Matthew Ruffalo and Ziv Bar-Joseph
Reconstructing regulatory networks from expression and interaction data is a major goal of systems biology. While much work has focused on trying to experimentally and computationally determine the set of transcription-factors (TFs) and microRNAs (miRNAs) that regulate genes in these networks, relatively little work has focused on inferring the regulation of miRNAs by TFs. Such regulation can play an important role in several biological processes including development and disease. The main challenge for predicting such interactions is the very small positive training set currently available. Another challenge is the fact that a large fraction of miRNAs are encoded within genes making it hard to determine the specific way in which they are regulated.

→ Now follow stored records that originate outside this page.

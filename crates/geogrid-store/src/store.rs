//! Zarr-backed model store.
//!
//! One model occupies one store rooted at a directory: root group
//! attributes carry the model metadata, arrays under `surfaces/` and
//! `blocks/` carry the grids. Creating a dataset erases any prior dataset
//! of the same name, so a rerun of a build step replaces content cleanly.

use std::path::{Path, PathBuf};
use std::sync::Arc;

use zarrs::array::codec::bytes_to_bytes::gzip::GzipCodec;
use zarrs::array::{Array, ArrayBuilder, DataType, FillValue};
use zarrs::array_subset::ArraySubset;
use zarrs::group::{Group, GroupBuilder};
use zarrs_filesystem::FilesystemStore;
use zarrs_storage::{ListableStorageTraits, StorePrefix, WritableStorageTraits};

use geogrid_common::{GeogridError, Result, NODATA};

use crate::attrs::AttrMap;
use crate::reader::GridReader;

/// Gzip level used for all datasets.
const GZIP_LEVEL: u32 = 4;

/// Handle to one model store.
pub struct Store {
    storage: Arc<FilesystemStore>,
    path: PathBuf,
}

impl Store {
    /// Open a store for writing, creating the directory if needed.
    pub fn create(path: &Path) -> Result<Self> {
        std::fs::create_dir_all(path).map_err(|err| {
            GeogridError::io(format!("cannot create model '{}': {}", path.display(), err))
        })?;
        let storage = FilesystemStore::new(path)
            .map_err(|err| GeogridError::io(format!("cannot open model store: {err}")))?;
        tracing::info!(path = %path.display(), "opened model store for writing");
        Ok(Self {
            storage: Arc::new(storage),
            path: path.to_path_buf(),
        })
    }

    /// Open an existing store read-only.
    pub fn open(path: &Path) -> Result<Self> {
        if !path.is_dir() {
            return Err(GeogridError::io(format!(
                "model '{}' does not exist",
                path.display()
            )));
        }
        let storage = FilesystemStore::new(path)
            .map_err(|err| GeogridError::io(format!("cannot open model store: {err}")))?;
        Ok(Self {
            storage: Arc::new(storage),
            path: path.to_path_buf(),
        })
    }

    /// Filesystem location of this store.
    pub fn path(&self) -> &Path {
        &self.path
    }

    /// Write the root group attributes, replacing any previous set.
    pub fn save_root_attrs(&self, attrs: AttrMap) -> Result<()> {
        let group = GroupBuilder::new()
            .attributes(attrs)
            .build(self.storage.clone(), "/")
            .map_err(|err| GeogridError::io(format!("cannot create root group: {err}")))?;
        group
            .store_metadata()
            .map_err(|err| GeogridError::io(format!("cannot write root attributes: {err}")))?;
        Ok(())
    }

    /// Read the root group attributes.
    pub fn load_root_attrs(&self) -> Result<AttrMap> {
        let group = Group::open(self.storage.clone(), "/").map_err(|err| {
            GeogridError::io(format!(
                "cannot open model '{}': {}",
                self.path.display(),
                err
            ))
        })?;
        Ok(group.attributes().clone())
    }

    /// Make sure a child group (e.g. `surfaces`, `blocks`) has metadata.
    fn ensure_group(&self, name: &str) -> Result<()> {
        let path = format!("/{name}");
        if Group::open(self.storage.clone(), &path).is_ok() {
            return Ok(());
        }
        let group = GroupBuilder::new()
            .build(self.storage.clone(), &path)
            .map_err(|err| GeogridError::io(format!("cannot create group '{name}': {err}")))?;
        group
            .store_metadata()
            .map_err(|err| GeogridError::io(format!("cannot write group '{name}': {err}")))?;
        Ok(())
    }

    /// Create or replace a float32 dataset.
    ///
    /// Erases anything stored under the dataset path first so stale chunks
    /// from a previous, differently-shaped grid cannot survive.
    pub fn create_dataset(
        &self,
        dataset: &str,
        shape: &[u64],
        chunk_shape: &[u64],
        attrs: AttrMap,
    ) -> Result<()> {
        if shape.len() != chunk_shape.len() {
            return Err(GeogridError::bad_config(format!(
                "chunk rank {} does not match dataset rank {} for '{dataset}'",
                chunk_shape.len(),
                shape.len()
            )));
        }
        if let Some((parent, _)) = dataset.rsplit_once('/') {
            self.ensure_group(parent)?;
        }

        let prefix_path = format!("{dataset}/");
        let prefix = StorePrefix::new(prefix_path.as_str())
            .map_err(|err| GeogridError::io(format!("bad dataset path '{dataset}': {err}")))?;
        self.storage
            .erase_prefix(&prefix)
            .map_err(|err| GeogridError::io(format!("cannot erase '{dataset}': {err}")))?;

        let chunk_grid: zarrs::array::ChunkGrid = chunk_shape
            .iter()
            .zip(shape.iter())
            .map(|(&chunk, &dim)| chunk.clamp(1, dim.max(1)))
            .collect::<Vec<u64>>()
            .try_into()
            .map_err(|err| {
                GeogridError::bad_config(format!("bad chunk shape for '{dataset}': {err:?}"))
            })?;

        let codec = Arc::new(
            GzipCodec::new(GZIP_LEVEL)
                .map_err(|_| GeogridError::bad_config("invalid gzip compression level"))?,
        );

        let mut binding = ArrayBuilder::new(
            shape.to_vec(),
            DataType::Float32,
            chunk_grid,
            FillValue::from(NODATA),
        );
        let array = binding
            .attributes(attrs)
            .bytes_to_bytes_codecs(vec![codec])
            .build(self.storage.clone(), &format!("/{dataset}"))
            .map_err(|err| GeogridError::io(format!("cannot create '{dataset}': {err}")))?;
        array
            .store_metadata()
            .map_err(|err| GeogridError::io(format!("cannot write '{dataset}' metadata: {err}")))?;

        tracing::info!(
            dataset = %dataset,
            shape = ?shape,
            chunks = ?chunk_shape,
            "created dataset"
        );
        Ok(())
    }

    fn open_array(&self, dataset: &str) -> Result<Array<FilesystemStore>> {
        Array::open(self.storage.clone(), &format!("/{dataset}")).map_err(|err| {
            GeogridError::io(format!(
                "cannot open dataset '{dataset}' in '{}': {}",
                self.path.display(),
                err
            ))
        })
    }

    /// True when the dataset exists in the store.
    pub fn has_dataset(&self, dataset: &str) -> bool {
        Array::open(self.storage.clone(), &format!("/{dataset}")).is_ok()
    }

    /// Shape of an existing dataset.
    pub fn dataset_shape(&self, dataset: &str) -> Result<Vec<u64>> {
        Ok(self.open_array(dataset)?.shape().to_vec())
    }

    /// Attributes of an existing dataset.
    pub fn dataset_attrs(&self, dataset: &str) -> Result<AttrMap> {
        Ok(self.open_array(dataset)?.attributes().clone())
    }

    /// Rewrite the attributes of an existing dataset, leaving data alone.
    pub fn update_dataset_attrs(&self, dataset: &str, attrs: AttrMap) -> Result<()> {
        let mut array = self.open_array(dataset)?;
        *array.attributes_mut() = attrs;
        array
            .store_metadata()
            .map_err(|err| GeogridError::io(format!("cannot update '{dataset}' metadata: {err}")))?;
        Ok(())
    }

    /// Write a sub-rectangle of a dataset.
    pub fn write_subset(
        &self,
        dataset: &str,
        start: &[u64],
        shape: &[u64],
        data: &[f32],
    ) -> Result<()> {
        let expected: u64 = shape.iter().product();
        if expected != data.len() as u64 {
            return Err(GeogridError::io(format!(
                "subset of '{dataset}' holds {expected} values but {} were supplied",
                data.len()
            )));
        }
        let array = self.open_array(dataset)?;
        let subset = ArraySubset::new_with_start_shape(start.to_vec(), shape.to_vec())
            .map_err(|err| GeogridError::io(format!("bad subset for '{dataset}': {err}")))?;
        array
            .store_array_subset_elements(&subset, data)
            .map_err(|err| GeogridError::io(format!("cannot write '{dataset}': {err}")))?;
        Ok(())
    }

    /// Read a sub-rectangle of a dataset.
    pub fn read_subset(&self, dataset: &str, start: &[u64], shape: &[u64]) -> Result<Vec<f32>> {
        let array = self.open_array(dataset)?;
        let subset = ArraySubset::new_with_start_shape(start.to_vec(), shape.to_vec())
            .map_err(|err| GeogridError::io(format!("bad subset for '{dataset}': {err}")))?;
        array
            .retrieve_array_subset_elements::<f32>(&subset)
            .map_err(|err| GeogridError::io(format!("cannot read '{dataset}': {err}")))
    }

    /// Read an entire dataset.
    pub fn read_all(&self, dataset: &str) -> Result<Vec<f32>> {
        let shape = self.dataset_shape(dataset)?;
        let start = vec![0u64; shape.len()];
        self.read_subset(dataset, &start, &shape)
    }

    /// Open a vertex reader over a dataset with a bounded chunk cache.
    pub fn reader(&self, dataset: &str, cache_bytes: usize) -> Result<GridReader> {
        GridReader::new(self.open_array(dataset)?, cache_bytes)
    }

    /// Names of the datasets directly under a group (e.g. `blocks`).
    pub fn list_datasets(&self, group: &str) -> Result<Vec<String>> {
        let prefix_path = format!("{group}/");
        let prefix = StorePrefix::new(prefix_path.as_str())
            .map_err(|err| GeogridError::io(format!("bad group path '{group}': {err}")))?;
        let listing = self
            .storage
            .list_dir(&prefix)
            .map_err(|err| GeogridError::io(format!("cannot list group '{group}': {err}")))?;
        let mut names: Vec<String> = listing
            .prefixes()
            .iter()
            .filter_map(|child| {
                child
                    .as_str()
                    .strip_prefix(prefix_path.as_str())
                    .map(|rest| rest.trim_end_matches('/').to_string())
            })
            .filter(|name| !name.is_empty())
            .collect();
        names.sort();
        Ok(names)
    }
}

To enable genome wide predictions of TF--miRNA interactions, we extended semi-supervised machine learning approaches to integrate a large set of different types of data including sequence, expression, ChiP-Seq, and epigenetic data. As we show, the methods we develop achieve good performance on both, a labeled test set, and on when analyzing general co-expression networks. We next analyze mRNA and miRNA cancer expression data demonstrating the advantage of using the predicted set of interactions for identifying more coherent and relevant modules, genes and miRNAs. The complete set of predictions is available on the supporting website and can be used by any method that combines miRNAs, genes and TFs.